## YOUR ASSIGNMENT:
In your answer, reproduce exactly the lines from the beginning of the listing below through the one containing "#[derive(Debug, Clone)]", and only those lines.

## RAW DATA:
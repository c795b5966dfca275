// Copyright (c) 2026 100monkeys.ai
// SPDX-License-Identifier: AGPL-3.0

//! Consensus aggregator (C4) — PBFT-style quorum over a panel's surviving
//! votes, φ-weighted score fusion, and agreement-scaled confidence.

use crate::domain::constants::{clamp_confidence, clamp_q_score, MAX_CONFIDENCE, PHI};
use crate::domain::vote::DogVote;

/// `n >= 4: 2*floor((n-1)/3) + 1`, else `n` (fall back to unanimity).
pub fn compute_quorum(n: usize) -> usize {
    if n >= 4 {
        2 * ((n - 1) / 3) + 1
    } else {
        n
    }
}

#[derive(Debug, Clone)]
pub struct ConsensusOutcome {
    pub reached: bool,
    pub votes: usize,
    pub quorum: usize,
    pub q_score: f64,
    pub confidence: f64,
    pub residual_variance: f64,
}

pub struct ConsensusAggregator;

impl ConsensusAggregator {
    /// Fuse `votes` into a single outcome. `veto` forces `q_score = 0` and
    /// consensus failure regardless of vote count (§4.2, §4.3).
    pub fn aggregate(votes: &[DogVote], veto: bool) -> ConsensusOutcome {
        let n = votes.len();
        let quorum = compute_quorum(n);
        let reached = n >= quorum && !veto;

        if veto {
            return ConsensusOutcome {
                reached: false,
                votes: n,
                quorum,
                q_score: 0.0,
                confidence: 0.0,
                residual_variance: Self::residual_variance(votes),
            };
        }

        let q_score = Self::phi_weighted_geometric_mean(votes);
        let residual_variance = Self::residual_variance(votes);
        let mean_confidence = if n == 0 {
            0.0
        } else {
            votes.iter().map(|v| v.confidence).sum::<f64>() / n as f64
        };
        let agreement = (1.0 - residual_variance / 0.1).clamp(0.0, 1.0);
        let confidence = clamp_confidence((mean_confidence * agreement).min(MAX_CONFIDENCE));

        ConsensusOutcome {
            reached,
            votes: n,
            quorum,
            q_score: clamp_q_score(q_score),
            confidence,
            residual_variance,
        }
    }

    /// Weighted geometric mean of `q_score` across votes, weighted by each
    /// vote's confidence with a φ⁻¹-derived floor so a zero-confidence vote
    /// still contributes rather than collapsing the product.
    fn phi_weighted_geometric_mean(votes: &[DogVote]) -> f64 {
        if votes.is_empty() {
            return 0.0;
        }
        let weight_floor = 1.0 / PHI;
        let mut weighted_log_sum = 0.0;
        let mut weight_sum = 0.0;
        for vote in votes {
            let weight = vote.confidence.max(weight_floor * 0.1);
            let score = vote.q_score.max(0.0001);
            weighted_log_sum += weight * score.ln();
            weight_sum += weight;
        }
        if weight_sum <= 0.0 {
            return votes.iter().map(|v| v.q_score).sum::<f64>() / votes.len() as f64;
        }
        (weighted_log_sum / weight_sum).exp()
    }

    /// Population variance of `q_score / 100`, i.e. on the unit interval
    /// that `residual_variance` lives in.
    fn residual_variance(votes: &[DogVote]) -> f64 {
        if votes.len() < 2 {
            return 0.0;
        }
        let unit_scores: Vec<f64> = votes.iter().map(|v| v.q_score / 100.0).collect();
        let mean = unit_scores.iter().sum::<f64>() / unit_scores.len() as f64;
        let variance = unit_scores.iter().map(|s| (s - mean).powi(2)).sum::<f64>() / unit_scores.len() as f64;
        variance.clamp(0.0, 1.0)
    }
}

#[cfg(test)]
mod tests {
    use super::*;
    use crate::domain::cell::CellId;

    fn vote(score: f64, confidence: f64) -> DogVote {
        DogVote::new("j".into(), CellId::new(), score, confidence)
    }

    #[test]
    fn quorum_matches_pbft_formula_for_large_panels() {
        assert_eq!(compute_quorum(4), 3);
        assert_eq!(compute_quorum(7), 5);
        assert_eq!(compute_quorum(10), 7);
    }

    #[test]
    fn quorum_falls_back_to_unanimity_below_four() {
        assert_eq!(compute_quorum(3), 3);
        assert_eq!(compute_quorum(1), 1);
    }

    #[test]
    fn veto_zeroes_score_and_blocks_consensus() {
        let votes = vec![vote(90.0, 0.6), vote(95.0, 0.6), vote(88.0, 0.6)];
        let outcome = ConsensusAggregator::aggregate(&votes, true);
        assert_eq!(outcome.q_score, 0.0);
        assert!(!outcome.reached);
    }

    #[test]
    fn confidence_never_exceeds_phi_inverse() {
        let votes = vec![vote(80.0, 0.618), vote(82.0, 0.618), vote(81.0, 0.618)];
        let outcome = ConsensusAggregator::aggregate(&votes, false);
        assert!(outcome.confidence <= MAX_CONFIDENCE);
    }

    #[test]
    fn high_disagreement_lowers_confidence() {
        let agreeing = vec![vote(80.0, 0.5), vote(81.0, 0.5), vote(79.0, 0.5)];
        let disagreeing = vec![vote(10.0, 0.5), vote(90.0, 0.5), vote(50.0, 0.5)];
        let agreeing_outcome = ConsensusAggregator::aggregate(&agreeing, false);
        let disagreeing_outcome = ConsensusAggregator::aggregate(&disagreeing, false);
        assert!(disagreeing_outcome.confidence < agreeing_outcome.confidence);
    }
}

## WRITTEN SOLUTION:
repository c795b5966dfca275
// Copyright (c) 2026 100monkeys.ai
// SPDX-License-Identifier: AGPL-3.0

//! Consensus aggregator (C4) — PBFT-style quorum over a panel's surviving
//! votes, φ-weighted score fusion, and agreement-scaled confidence.

use crate::domain::constants::{clamp_confidence, clamp_q_score, MAX_CONFIDENCE, PHI};
use crate::domain::vote::DogVote;

/// `n >= 4: 2*floor((n-1)/3) + 1`, else `n` (fall back to unanimity).
pub fn compute_quorum(n: usize) -> usize {
    if n >= 4 {
        2 * ((n - 1) / 3) + 1
    } else {
        n
    }
}

#[derive(Debug, Clone)]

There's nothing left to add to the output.